## [Exercise]
What lines in the data hold the string "simulation"? Show them.

## [Extracted information]
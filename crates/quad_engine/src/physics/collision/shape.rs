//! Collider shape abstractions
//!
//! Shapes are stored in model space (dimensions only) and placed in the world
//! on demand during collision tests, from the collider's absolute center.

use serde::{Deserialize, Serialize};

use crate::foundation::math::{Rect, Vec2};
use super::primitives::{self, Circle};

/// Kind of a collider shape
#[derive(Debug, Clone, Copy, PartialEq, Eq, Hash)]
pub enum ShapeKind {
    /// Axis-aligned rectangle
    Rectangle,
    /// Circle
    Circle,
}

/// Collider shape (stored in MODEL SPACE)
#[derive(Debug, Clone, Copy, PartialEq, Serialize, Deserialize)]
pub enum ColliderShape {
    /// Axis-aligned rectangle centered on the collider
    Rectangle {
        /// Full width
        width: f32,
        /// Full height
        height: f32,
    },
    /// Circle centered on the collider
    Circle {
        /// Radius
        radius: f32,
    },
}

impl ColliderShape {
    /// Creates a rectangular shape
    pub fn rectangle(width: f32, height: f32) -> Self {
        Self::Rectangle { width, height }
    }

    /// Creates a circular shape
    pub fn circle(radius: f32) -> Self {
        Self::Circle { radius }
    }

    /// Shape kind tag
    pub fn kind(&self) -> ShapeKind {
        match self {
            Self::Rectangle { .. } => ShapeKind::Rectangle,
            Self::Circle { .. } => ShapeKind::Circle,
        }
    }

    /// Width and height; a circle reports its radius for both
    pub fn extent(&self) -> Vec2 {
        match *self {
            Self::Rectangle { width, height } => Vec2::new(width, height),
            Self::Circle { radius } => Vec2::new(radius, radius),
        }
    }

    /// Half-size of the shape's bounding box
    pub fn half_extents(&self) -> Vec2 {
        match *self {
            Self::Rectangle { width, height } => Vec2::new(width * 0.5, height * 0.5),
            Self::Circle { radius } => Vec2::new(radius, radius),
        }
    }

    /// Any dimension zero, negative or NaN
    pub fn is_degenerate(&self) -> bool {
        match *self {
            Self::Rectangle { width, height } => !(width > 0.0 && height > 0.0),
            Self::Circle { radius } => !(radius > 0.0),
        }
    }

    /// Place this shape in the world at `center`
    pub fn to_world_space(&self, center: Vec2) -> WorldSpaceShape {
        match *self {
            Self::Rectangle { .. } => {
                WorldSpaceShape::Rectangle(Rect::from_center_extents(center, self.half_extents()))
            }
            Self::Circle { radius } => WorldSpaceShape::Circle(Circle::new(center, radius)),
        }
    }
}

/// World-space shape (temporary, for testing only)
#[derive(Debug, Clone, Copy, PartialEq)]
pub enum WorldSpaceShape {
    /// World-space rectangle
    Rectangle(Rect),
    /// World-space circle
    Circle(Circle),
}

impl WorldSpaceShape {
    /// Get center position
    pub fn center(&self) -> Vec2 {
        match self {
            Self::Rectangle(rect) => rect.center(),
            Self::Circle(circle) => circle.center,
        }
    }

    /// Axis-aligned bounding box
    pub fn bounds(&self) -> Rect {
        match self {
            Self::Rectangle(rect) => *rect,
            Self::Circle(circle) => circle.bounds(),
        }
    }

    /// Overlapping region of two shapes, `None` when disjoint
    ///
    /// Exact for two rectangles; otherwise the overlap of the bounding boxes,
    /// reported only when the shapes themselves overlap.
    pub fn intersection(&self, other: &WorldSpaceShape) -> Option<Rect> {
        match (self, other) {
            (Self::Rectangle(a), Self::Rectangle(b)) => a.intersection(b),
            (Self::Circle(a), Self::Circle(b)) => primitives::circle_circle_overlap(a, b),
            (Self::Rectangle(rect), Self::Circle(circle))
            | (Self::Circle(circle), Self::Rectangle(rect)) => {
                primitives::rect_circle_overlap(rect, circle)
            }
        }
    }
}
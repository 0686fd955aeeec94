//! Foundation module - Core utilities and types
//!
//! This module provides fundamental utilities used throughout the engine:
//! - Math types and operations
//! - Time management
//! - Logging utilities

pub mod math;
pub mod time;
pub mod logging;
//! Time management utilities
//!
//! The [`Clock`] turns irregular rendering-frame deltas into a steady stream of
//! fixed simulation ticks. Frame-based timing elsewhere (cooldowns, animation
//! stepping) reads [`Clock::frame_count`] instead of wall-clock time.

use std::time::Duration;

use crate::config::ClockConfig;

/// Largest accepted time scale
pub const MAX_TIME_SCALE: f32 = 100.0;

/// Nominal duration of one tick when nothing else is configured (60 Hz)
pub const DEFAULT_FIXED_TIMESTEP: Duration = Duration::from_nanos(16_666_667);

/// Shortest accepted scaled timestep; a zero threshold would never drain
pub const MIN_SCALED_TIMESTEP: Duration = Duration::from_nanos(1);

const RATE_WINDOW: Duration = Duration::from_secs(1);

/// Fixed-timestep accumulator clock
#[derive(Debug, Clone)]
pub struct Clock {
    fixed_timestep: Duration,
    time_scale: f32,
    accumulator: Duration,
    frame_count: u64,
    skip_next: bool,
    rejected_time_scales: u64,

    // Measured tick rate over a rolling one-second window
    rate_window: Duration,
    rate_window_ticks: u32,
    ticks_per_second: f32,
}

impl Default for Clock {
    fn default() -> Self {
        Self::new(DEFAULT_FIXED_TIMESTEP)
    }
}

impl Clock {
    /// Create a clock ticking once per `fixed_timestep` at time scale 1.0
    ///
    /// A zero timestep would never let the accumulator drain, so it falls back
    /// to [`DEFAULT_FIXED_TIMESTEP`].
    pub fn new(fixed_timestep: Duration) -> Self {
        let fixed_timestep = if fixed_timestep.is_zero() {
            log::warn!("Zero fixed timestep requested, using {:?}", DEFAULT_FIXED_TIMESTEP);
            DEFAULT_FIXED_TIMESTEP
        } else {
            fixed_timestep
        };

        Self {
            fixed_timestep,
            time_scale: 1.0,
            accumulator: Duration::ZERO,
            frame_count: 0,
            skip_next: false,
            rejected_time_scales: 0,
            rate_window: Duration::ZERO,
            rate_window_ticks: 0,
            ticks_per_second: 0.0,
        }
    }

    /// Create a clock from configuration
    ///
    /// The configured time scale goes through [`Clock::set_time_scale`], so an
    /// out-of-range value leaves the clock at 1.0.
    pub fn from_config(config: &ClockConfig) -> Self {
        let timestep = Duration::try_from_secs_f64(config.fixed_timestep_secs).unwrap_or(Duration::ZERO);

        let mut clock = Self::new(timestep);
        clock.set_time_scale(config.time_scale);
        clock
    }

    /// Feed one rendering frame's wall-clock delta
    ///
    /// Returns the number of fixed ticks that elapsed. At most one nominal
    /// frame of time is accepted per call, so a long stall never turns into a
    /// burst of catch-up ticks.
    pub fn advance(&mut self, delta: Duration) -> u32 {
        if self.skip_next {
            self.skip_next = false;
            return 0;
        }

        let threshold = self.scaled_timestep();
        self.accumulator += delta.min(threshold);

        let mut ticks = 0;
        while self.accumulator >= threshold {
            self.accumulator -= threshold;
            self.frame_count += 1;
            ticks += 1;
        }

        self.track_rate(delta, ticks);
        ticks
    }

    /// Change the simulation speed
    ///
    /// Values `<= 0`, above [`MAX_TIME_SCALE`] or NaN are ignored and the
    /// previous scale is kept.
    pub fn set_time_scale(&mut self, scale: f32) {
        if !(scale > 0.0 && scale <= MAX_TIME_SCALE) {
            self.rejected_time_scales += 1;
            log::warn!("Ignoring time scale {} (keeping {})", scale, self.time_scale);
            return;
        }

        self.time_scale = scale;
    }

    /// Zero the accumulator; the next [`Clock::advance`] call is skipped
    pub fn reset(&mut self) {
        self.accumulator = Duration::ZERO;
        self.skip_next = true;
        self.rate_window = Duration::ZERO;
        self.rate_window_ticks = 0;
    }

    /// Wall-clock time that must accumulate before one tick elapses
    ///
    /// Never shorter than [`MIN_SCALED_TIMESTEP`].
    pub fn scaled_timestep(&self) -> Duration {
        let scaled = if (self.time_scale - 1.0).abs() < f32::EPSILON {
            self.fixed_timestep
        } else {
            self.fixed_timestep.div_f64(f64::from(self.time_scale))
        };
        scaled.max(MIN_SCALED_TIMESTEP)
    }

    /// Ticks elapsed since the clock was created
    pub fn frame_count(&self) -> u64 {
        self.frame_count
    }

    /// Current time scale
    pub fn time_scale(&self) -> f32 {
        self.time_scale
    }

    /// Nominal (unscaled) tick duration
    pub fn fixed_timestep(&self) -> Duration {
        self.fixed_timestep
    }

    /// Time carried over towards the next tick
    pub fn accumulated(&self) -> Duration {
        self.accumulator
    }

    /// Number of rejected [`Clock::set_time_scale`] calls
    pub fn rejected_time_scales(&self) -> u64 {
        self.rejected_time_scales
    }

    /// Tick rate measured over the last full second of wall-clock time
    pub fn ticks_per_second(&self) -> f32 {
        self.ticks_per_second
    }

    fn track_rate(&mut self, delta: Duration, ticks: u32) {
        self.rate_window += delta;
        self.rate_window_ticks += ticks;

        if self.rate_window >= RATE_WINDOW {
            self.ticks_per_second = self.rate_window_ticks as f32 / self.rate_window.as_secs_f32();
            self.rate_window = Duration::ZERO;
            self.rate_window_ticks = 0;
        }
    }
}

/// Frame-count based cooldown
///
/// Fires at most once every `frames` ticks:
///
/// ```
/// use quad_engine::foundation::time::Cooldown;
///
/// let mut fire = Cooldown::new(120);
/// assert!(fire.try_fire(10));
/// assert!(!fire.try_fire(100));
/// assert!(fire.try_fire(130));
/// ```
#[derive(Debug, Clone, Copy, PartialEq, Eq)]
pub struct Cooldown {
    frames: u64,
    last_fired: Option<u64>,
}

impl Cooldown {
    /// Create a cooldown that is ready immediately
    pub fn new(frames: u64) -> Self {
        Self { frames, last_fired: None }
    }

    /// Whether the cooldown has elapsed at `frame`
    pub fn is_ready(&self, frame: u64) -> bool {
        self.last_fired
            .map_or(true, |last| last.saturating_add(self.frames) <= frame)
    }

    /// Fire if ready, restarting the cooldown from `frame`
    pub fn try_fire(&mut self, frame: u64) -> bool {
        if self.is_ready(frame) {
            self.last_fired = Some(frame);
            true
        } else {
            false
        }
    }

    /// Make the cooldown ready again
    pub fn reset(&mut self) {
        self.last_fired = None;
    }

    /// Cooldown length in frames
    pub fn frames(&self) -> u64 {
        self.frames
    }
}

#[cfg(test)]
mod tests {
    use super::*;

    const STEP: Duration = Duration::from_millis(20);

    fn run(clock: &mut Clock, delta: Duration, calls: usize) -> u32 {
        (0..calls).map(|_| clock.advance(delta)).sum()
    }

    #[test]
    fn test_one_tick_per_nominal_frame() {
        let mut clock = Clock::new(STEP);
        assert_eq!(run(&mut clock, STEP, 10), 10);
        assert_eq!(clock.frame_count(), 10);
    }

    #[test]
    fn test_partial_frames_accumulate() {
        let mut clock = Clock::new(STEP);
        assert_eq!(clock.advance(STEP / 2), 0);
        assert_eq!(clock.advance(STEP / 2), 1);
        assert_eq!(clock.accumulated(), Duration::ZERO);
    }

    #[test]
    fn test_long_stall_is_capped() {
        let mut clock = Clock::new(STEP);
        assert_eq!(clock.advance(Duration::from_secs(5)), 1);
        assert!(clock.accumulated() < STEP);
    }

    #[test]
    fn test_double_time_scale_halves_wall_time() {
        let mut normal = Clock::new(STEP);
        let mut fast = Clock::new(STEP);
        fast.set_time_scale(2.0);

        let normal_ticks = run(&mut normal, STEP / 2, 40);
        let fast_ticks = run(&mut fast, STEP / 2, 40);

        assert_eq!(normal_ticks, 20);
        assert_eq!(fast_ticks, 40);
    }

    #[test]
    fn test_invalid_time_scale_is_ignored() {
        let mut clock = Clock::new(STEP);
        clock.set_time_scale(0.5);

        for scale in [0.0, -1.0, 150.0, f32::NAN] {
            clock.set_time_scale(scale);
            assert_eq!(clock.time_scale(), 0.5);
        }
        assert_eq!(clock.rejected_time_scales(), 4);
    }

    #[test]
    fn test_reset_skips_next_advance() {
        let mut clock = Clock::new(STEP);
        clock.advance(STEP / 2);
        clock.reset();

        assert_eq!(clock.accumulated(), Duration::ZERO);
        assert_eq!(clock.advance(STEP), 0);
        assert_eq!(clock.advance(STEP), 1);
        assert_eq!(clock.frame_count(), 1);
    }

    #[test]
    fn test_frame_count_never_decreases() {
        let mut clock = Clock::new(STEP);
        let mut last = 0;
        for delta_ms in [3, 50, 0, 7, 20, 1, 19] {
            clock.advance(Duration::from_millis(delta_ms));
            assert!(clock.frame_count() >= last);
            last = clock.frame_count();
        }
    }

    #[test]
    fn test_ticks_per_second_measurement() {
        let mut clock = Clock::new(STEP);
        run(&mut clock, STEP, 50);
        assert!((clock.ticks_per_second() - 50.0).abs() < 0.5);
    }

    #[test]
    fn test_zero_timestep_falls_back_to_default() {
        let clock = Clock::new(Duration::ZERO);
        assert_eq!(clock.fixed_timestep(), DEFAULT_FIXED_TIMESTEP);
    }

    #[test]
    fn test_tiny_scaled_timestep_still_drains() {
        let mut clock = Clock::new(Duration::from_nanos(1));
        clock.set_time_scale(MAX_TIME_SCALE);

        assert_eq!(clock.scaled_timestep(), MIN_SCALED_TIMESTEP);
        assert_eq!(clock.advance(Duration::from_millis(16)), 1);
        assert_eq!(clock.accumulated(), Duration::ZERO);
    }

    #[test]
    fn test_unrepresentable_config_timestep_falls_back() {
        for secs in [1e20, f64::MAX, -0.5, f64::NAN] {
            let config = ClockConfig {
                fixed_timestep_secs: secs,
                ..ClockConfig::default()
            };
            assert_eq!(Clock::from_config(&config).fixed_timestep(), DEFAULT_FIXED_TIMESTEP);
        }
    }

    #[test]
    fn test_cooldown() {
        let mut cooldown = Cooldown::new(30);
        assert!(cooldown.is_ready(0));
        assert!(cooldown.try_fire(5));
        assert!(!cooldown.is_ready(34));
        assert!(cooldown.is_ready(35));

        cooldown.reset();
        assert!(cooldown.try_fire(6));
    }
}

## [Your solution]
//! fixed simulation ticks. Frame-based timing elsewhere (cooldowns, animation
    /// Change the simulation speed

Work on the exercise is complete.